Photo by Rashah McChesney/Peninsula Clarion  Aaron Dupuis carries a king salmon caught in Deep Creek on the opening day of king salmon fishing on Memorial Day weekend Saturday May 22, 2015 near Ninilchik, Alaska.

Photo by Rashah McChesney/Peninsula Clarion Aaron Dupuis carries a king salmon caught in Deep Creek on the opening day of king salmon fishing on Memorial Day weekend Saturday May 22, 2015 near Ninilchik, Alaska.

Managers liberalize Ninilchik king fishery

  • By Rashah McChesney
  • Friday, June 19, 2015 5:35pm
  • News

Promising numbers of king salmon returning to the Anchor River have prompted Alaska Department of Fish and Game managers on the lower Kenai Peninsula to raise limits on the number of king salmon that can be kept.

The Ninilchik River and marine waters from the mouth of the river to Bluff Point will allow harvest of up to five king salmon 20-inches or longer. Previously the two water bodies had been restricted to two kings of that size.

Any king salmon recorded before Saturday June 20, on the harvest portion of the Alaska sport fishing license, counts toward the Cook Inlet annual limit.

On the Anchor River, where managers maintain a weir to count fish headed up the river, more the 5,700 king salmon have been counted through June 17, according to fish and game data.
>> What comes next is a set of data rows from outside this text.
use axum::{
    http::StatusCode,
    response::{IntoResponse, Response},
    Json,
};
use serde_json::json;

/// Application-level errors
#[derive(thiserror::Error, Debug)]
pub enum AppError {
    #[error("Catalog error: {0}")]
    Catalog(String),

    #[error("HTTP client error: {0}")]
    HttpClient(#[from] reqwest::Error),

    #[error("Storage error: {0}")]
    Storage(String),

    #[error("I/O error: {0}")]
    Io(#[from] std::io::Error),

    #[error("Not found: {0}")]
    NotFound(String),

    #[error("Invalid input: {0}")]
    InvalidInput(String),

    #[error("Internal server error: {0}")]
    Internal(String),
}

impl IntoResponse for AppError {
    fn into_response(self) -> Response {
        let (status, message) = match self {
            AppError::NotFound(msg) => (StatusCode::NOT_FOUND, msg),
            AppError::InvalidInput(msg) => (StatusCode::BAD_REQUEST, msg),
            AppError::Catalog(msg) => (StatusCode::BAD_GATEWAY, msg),
            AppError::HttpClient(_) => (StatusCode::BAD_GATEWAY, self.to_string()),
            AppError::Storage(_) | AppError::Io(_) | AppError::Internal(_) => {
                (StatusCode::INTERNAL_SERVER_ERROR, self.to_string())
            }
        };

        let body = Json(json!({
            "error": message
        }));

        (status, body).into_response()
    }
}

pub type AppResult<T> = Result<T, AppError>;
The Anchor River’s escapement goal for kings is 3,800-10,000 fish.

Typically, when the Anchor River has a healthy run of king salmon, the Ninilchik River and Deep Creek also have healthy runs, said Homer assistant area management biologist Carol Kerkvliet.

Kerkvliet and managers used observations of angler effort and run strength during the fishery to predict outcome of king salmon runs.

“We expect that those (king) runs will be strong also,” she said.

While Deep Creek and the Anchor River are closed to king salmon fishing for the rest of the season, the Ninilchik River will re-open for hatchery king fishing on July 1. Hatchery kings can be distinguished from wild kings by their missing adipose fin.

Kings caught and kept in the marine waters may be hatchery or wild.